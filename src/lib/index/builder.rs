//! Builds an [`OffsetIndex`] by scanning a FASTA or FASTQ stream once, line by line.
use std::io::{self, BufRead};

use log::debug;

use crate::index::fasta_index::{IndexEntry, OffsetIndex, SequenceFormat};

fn invalid_data(msg: String) -> io::Error {
    io::Error::new(io::ErrorKind::InvalidData, msg)
}

/// Number of bytes in `line` that are not line terminators.
fn count_bases(line: &[u8], line_number: u64) -> io::Result<u32> {
    let bases = line.iter().filter(|&&b| b != b'\n' && b != b'\r').count();
    u32::try_from(bases).map_err(|_| invalid_data(format!("line {} is too long", line_number)))
}

/// Length of `line` in bytes, terminator included.
fn line_length(line: &[u8], line_number: u64) -> io::Result<u32> {
    u32::try_from(line.len()).map_err(|_| invalid_data(format!("line {} is too long", line_number)))
}

/// Extracts the record name: the token after the header marker, up to the first whitespace.
fn parse_name(line: &[u8], line_number: u64) -> io::Result<String> {
    let name: &[u8] = line[1..]
        .split(|b| b.is_ascii_whitespace())
        .next()
        .unwrap_or_default();
    if name.is_empty() {
        return Err(invalid_data(format!("empty record name at line {}", line_number)));
    }
    String::from_utf8(name.to_vec())
        .map_err(|_| invalid_data(format!("record name is not UTF-8 at line {}", line_number)))
}

/// Layout of a record whose lines are still being scanned.
#[derive(Debug)]
struct PendingRecord {
    name: String,
    sequence_byte_offset: u64,
    record_length: u64,
    line_bases: u32,
    line_bytes: u32,
    // set once a line shorter than `line_bases` has been seen; only the last line may be short
    saw_short_line: bool,
}

impl PendingRecord {
    fn new(name: String, sequence_byte_offset: u64) -> Self {
        PendingRecord {
            name,
            sequence_byte_offset,
            record_length: 0,
            line_bases: 0,
            line_bytes: 0,
            saw_short_line: false,
        }
    }

    fn add_line(&mut self, line: &[u8], line_number: u64) -> io::Result<()> {
        let bases = count_bases(line, line_number)?;
        if bases == 0 {
            self.saw_short_line = true;
            return Ok(());
        }
        if self.line_bases == 0 && !self.saw_short_line {
            self.line_bases = bases;
            self.line_bytes = line_length(line, line_number)?;
        } else {
            self.saw_short_line =
                self.check_line_width(line, bases, self.saw_short_line, line_number, "sequence")?;
        }
        self.record_length += u64::from(bases);
        Ok(())
    }

    /// Checks a line of `bases` against the record's line width. Only the last line of a block
    /// may be shorter, so nothing may follow a short line. Returns whether a short line has now
    /// been seen.
    fn check_line_width(
        &self,
        line: &[u8],
        bases: u32,
        saw_short_line: bool,
        line_number: u64,
        block: &str,
    ) -> io::Result<bool> {
        let mismatch = saw_short_line
            || bases > self.line_bases
            || (bases == self.line_bases
                && line.ends_with(b"\n")
                && line_length(line, line_number)? != self.line_bytes);
        if mismatch {
            return Err(invalid_data(format!(
                "different {} line length in '{}' at line {}",
                block, self.name, line_number
            )));
        }
        Ok(bases < self.line_bases)
    }

    fn finish(self, quality_byte_offset: Option<u64>) -> IndexEntry {
        IndexEntry {
            id: 0,
            name: self.name,
            record_length: self.record_length,
            line_bases: self.line_bases,
            line_bytes: self.line_bytes,
            sequence_byte_offset: self.sequence_byte_offset,
            quality_byte_offset,
        }
    }
}

/// Scans sequence files into an [`OffsetIndex`].
#[derive(Debug, Clone, Copy)]
pub struct IndexBuilder {
    format: SequenceFormat,
}

impl IndexBuilder {
    pub fn new(format: SequenceFormat) -> Self {
        IndexBuilder { format }
    }

    /// Builds an index from the full contents of `reader`.
    pub fn build<R: BufRead>(&self, reader: R) -> io::Result<OffsetIndex> {
        let mut scanner = LineScanner::new(reader);
        match self.format {
            SequenceFormat::Fasta => build_fasta(&mut scanner),
            SequenceFormat::Fastq => build_fastq(&mut scanner),
        }
    }
}

/// Reads lines while tracking the byte offset and line number of the next line.
struct LineScanner<R> {
    reader: R,
    line: Vec<u8>,
    offset: u64,
    line_number: u64,
}

impl<R: BufRead> LineScanner<R> {
    fn new(reader: R) -> Self {
        LineScanner { reader, line: Vec::new(), offset: 0, line_number: 0 }
    }

    /// Reads the next line (terminator included) into `self.line`. Returns `false` at EOF.
    fn next_line(&mut self) -> io::Result<bool> {
        self.line.clear();
        let n = self.reader.read_until(b'\n', &mut self.line)?;
        self.offset += n as u64;
        self.line_number += 1;
        Ok(n > 0)
    }

    /// Consumes the next line if it is blank, leaving any other line unread.
    fn skip_blank_line(&mut self) -> io::Result<()> {
        let buf = self.reader.fill_buf()?;
        let blank = if buf.starts_with(b"\r\n") {
            2
        } else if buf.starts_with(b"\n") {
            1
        } else {
            0
        };
        if blank > 0 {
            self.reader.consume(blank);
            self.offset += blank as u64;
            self.line_number += 1;
        }
        Ok(())
    }
}

fn build_fasta<R: BufRead>(scanner: &mut LineScanner<R>) -> io::Result<OffsetIndex> {
    let mut index = OffsetIndex::new();
    let mut current: Option<PendingRecord> = None;

    while scanner.next_line()? {
        if scanner.line[0] == b'>' {
            if let Some(record) = current.take() {
                index.insert(record.finish(None));
            }
            let name = parse_name(&scanner.line, scanner.line_number)?;
            current = Some(PendingRecord::new(name, scanner.offset));
        } else if let Some(record) = current.as_mut() {
            record.add_line(&scanner.line, scanner.line_number)?;
        } else {
            debug!("Ignoring line {} before the first FASTA header", scanner.line_number);
        }
    }
    if let Some(record) = current.take() {
        index.insert(record.finish(None));
    }
    Ok(index)
}

fn build_fastq<R: BufRead>(scanner: &mut LineScanner<R>) -> io::Result<OffsetIndex> {
    let mut index = OffsetIndex::new();

    loop {
        // header
        if !scanner.next_line()? {
            break;
        }
        if count_bases(&scanner.line, scanner.line_number)? == 0 {
            continue;
        }
        if scanner.line[0] != b'@' {
            return Err(invalid_data(format!(
                "expected '@' at the start of line {}",
                scanner.line_number
            )));
        }
        let name = parse_name(&scanner.line, scanner.line_number)?;
        let mut record = PendingRecord::new(name, scanner.offset);

        // sequence lines, up to the '+' separator
        loop {
            if !scanner.next_line()? {
                return Err(invalid_data(format!(
                    "truncated FASTQ record '{}': missing '+' line",
                    record.name
                )));
            }
            if scanner.line[0] == b'+' {
                break;
            }
            record.add_line(&scanner.line, scanner.line_number)?;
        }
        let quality_byte_offset = scanner.offset;

        // quality lines, wrapped exactly like the sequence lines, until as many qualities as
        // bases have been read
        let mut qualities: u64 = 0;
        let mut saw_short_line = false;
        if record.record_length == 0 {
            scanner.skip_blank_line()?;
        }
        while qualities < record.record_length {
            if !scanner.next_line()? {
                return Err(invalid_data(format!(
                    "truncated FASTQ record '{}': expected {} qualities, found {}",
                    record.name, record.record_length, qualities
                )));
            }
            let bases = count_bases(&scanner.line, scanner.line_number)?;
            saw_short_line = record.check_line_width(
                &scanner.line,
                bases,
                saw_short_line,
                scanner.line_number,
                "quality",
            )?;
            qualities += u64::from(bases);
        }
        if qualities != record.record_length {
            return Err(invalid_data(format!(
                "FASTQ record '{}' has {} bases but {} qualities",
                record.name, record.record_length, qualities
            )));
        }

        index.insert(record.finish(Some(quality_byte_offset)));
    }
    Ok(index)
}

-=-=-=-=-

Would you please copy out every line of the data exactly?

Result for this exercise -
filename src/lib/index/builder.rs
//! Builds an [`OffsetIndex`] by scanning a FASTA or FASTQ stream once, line by line.
use std::io::{self, BufRead};

use log::debug;

use crate::index::fasta_index::{IndexEntry, OffsetIndex, SequenceFormat};

fn invalid_data(msg: String) -> io::Error {
    io::Error::new(io::ErrorKind::InvalidData, msg)
}

/// Number of bytes in `line` that are not line terminators.
fn count_bases(line: &[u8], line_number: u64) -> io::Result<u32> {
    let bases = line.iter().filter(|&&b| b != b'\n' && b != b'\r').count();
    u32::try_from(bases).map_err(|_| invalid_data(format!("line {} is too long", line_number)))
}

/// Length of `line` in bytes, terminator included.
fn line_length(line: &[u8], line_number: u64) -> io::Result<u32> {
    u32::try_from(line.len()).map_err(|_| invalid_data(format!("line {} is too long", line_number)))
}

/// Extracts the record name: the token after the header marker, up to the first whitespace.
fn parse_name(line: &[u8], line_number: u64) -> io::Result<String> {
    let name: &[u8] = line[1..]
        .split(|b| b.is_ascii_whitespace())
        .next()
        .unwrap_or_default();
    if name.is_empty() {
        return Err(invalid_data(format!("empty record name at line {}", line_number)));
    }
    String::from_utf8(name.to_vec())
        .map_err(|_| invalid_data(format!("record name is not UTF-8 at line {}", line_number)))
}

/// Layout of a record whose lines are still being scanned.
#[derive(Debug)]
struct PendingRecord {
    name: String,
    sequence_byte_offset: u64,
    record_length: u64,
    line_bases: u32,
    line_bytes: u32,
    // set once a line shorter than `line_bases` has been seen; only the last line may be short
    saw_short_line: bool,
}

impl PendingRecord {
    fn new(name: String, sequence_byte_offset: u64) -> Self {
        PendingRecord {
            name,
            sequence_byte_offset,
            record_length: 0,
            line_bases: 0,
            line_bytes: 0,
            saw_short_line: false,
        }
    }

    fn add_line(&mut self, line: &[u8], line_number: u64) -> io::Result<()> {
        let bases = count_bases(line, line_number)?;
        if bases == 0 {
            self.saw_short_line = true;
            return Ok(());
        }
        if self.line_bases == 0 && !self.saw_short_line {
            self.line_bases = bases;
            self.line_bytes = line_length(line, line_number)?;
        } else {
            self.saw_short_line =
                self.check_line_width(line, bases, self.saw_short_line, line_number, "sequence")?;
        }
        self.record_length += u64::from(bases);
        Ok(())
    }

    /// Checks a line of `bases` against the record's line width. Only the last line of a block
    /// may be shorter, so nothing may follow a short line. Returns whether a short line has now
    /// been seen.
    fn check_line_width(
        &self,
        line: &[u8],
        bases: u32,
        saw_short_line: bool,
        line_number: u64,
        block: &str,
    ) -> io::Result<bool> {
        let mismatch = saw_short_line
            || bases > self.line_bases
            || (bases == self.line_bases
                && line.ends_with(b"\n")
                && line_length(line, line_number)? != self.line_bytes);
        if mismatch {
            return Err(invalid_data(format!(
                "different {} line length in '{}' at line {}",
                block, self.name, line_number
            )));
        }
        Ok(bases < self.line_bases)
    }

    fn finish(self, quality_byte_offset: Option<u64>) -> IndexEntry {
        IndexEntry {
            id: 0,
            name: self.name,
            record_length: self.record_length,
            line_bases: self.line_bases,
            line_bytes: self.line_bytes,
            sequence_byte_offset: self.sequence_byte_offset,
            quality_byte_offset,
        }
    }
}

/// Scans sequence files into an [`OffsetIndex`].
#[derive(Debug, Clone, Copy)]
pub struct IndexBuilder {
    format: SequenceFormat,
}

impl IndexBuilder {
    pub fn new(format: SequenceFormat) -> Self {
        IndexBuilder { format }
    }

    /// Builds an index from the full contents of `reader`.
    pub fn build<R: BufRead>(&self, reader: R) -> io::Result<OffsetIndex> {
        let mut scanner = LineScanner::new(reader);
        match self.format {
            SequenceFormat::Fasta => build_fasta(&mut scanner),
            SequenceFormat::Fastq => build_fastq(&mut scanner),
        }
    }
}

/// Reads lines while tracking the byte offset and line number of the next line.
struct LineScanner<R> {
    reader: R,
    line: Vec<u8>,
    offset: u64,
    line_number: u64,
}

impl<R: BufRead> LineScanner<R> {
    fn new(reader: R) -> Self {
        LineScanner { reader, line: Vec::new(), offset: 0, line_number: 0 }
    }

    /// Reads the next line (terminator included) into `self.line`. Returns `false` at EOF.
    fn next_line(&mut self) -> io::Result<bool> {
        self.line.clear();
        let n = self.reader.read_until(b'\n', &mut self.line)?;
        self.offset += n as u64;
        self.line_number += 1;
        Ok(n > 0)
    }

    /// Consumes the next line if it is blank, leaving any other line unread.
    fn skip_blank_line(&mut self) -> io::Result<()> {
        let buf = self.reader.fill_buf()?;
        let blank = if buf.starts_with(b"\r\n") {
            2
        } else if buf.starts_with(b"\n") {
            1
        } else {
            0
        };
        if blank > 0 {
            self.reader.consume(blank);
            self.offset += blank as u64;
            self.line_number += 1;
        }
        Ok(())
    }
}

fn build_fasta<R: BufRead>(scanner: &mut LineScanner<R>) -> io::Result<OffsetIndex> {
    let mut index = OffsetIndex::new();
    let mut current: Option<PendingRecord> = None;

    while scanner.next_line()? {
        if scanner.line[0] == b'>' {
            if let Some(record) = current.take() {
                index.insert(record.finish(None));
            }
            let name = parse_name(&scanner.line, scanner.line_number)?;
            current = Some(PendingRecord::new(name, scanner.offset));
        } else if let Some(record) = current.as_mut() {
            record.add_line(&scanner.line, scanner.line_number)?;
        } else {
            debug!("Ignoring line {} before the first FASTA header", scanner.line_number);
        }
    }
    if let Some(record) = current.take() {
        index.insert(record.finish(None));
    }
    Ok(index)
}

fn build_fastq<R: BufRead>(scanner: &mut LineScanner<R>) -> io::Result<OffsetIndex> {
    let mut index = OffsetIndex::new();

    loop {
        // header
        if !scanner.next_line()? {
            break;
        }
        if count_bases(&scanner.line, scanner.line_number)? == 0 {
            continue;
        }
        if scanner.line[0] != b'@' {
            return Err(invalid_data(format!(
                "expected '@' at the start of line {}",
                scanner.line_number
            )));
        }
        let name = parse_name(&scanner.line, scanner.line_number)?;
        let mut record = PendingRecord::new(name, scanner.offset);

        // sequence lines, up to the '+' separator
        loop {
            if !scanner.next_line()? {
                return Err(invalid_data(format!(
                    "truncated FASTQ record '{}': missing '+' line",
                    record.name
                )));
            }
            if scanner.line[0] == b'+' {
                break;
            }
            record.add_line(&scanner.line, scanner.line_number)?;
        }
        let quality_byte_offset = scanner.offset;

        // quality lines, wrapped exactly like the sequence lines, until as many qualities as
        // bases have been read
        let mut qualities: u64 = 0;
        let mut saw_short_line = false;
        if record.record_length == 0 {
            scanner.skip_blank_line()?;
        }
        while qualities < record.record_length {
            if !scanner.next_line()? {
                return Err(invalid_data(format!(
                    "truncated FASTQ record '{}': expected {} qualities, found {}",
                    record.name, record.record_length, qualities
                )));
            }
            let bases = count_bases(&scanner.line, scanner.line_number)?;
            saw_short_line = record.check_line_width(
                &scanner.line,
                bases,
                saw_short_line,
                scanner.line_number,
                "quality",
            )?;
            qualities += u64::from(bases);
        }
        if qualities != record.record_length {
            return Err(invalid_data(format!(
                "FASTQ record '{}' has {} bases but {} qualities",
                record.name, record.record_length, qualities
            )));
        }

        index.insert(record.finish(Some(quality_byte_offset)));
    }
    Ok(index)
}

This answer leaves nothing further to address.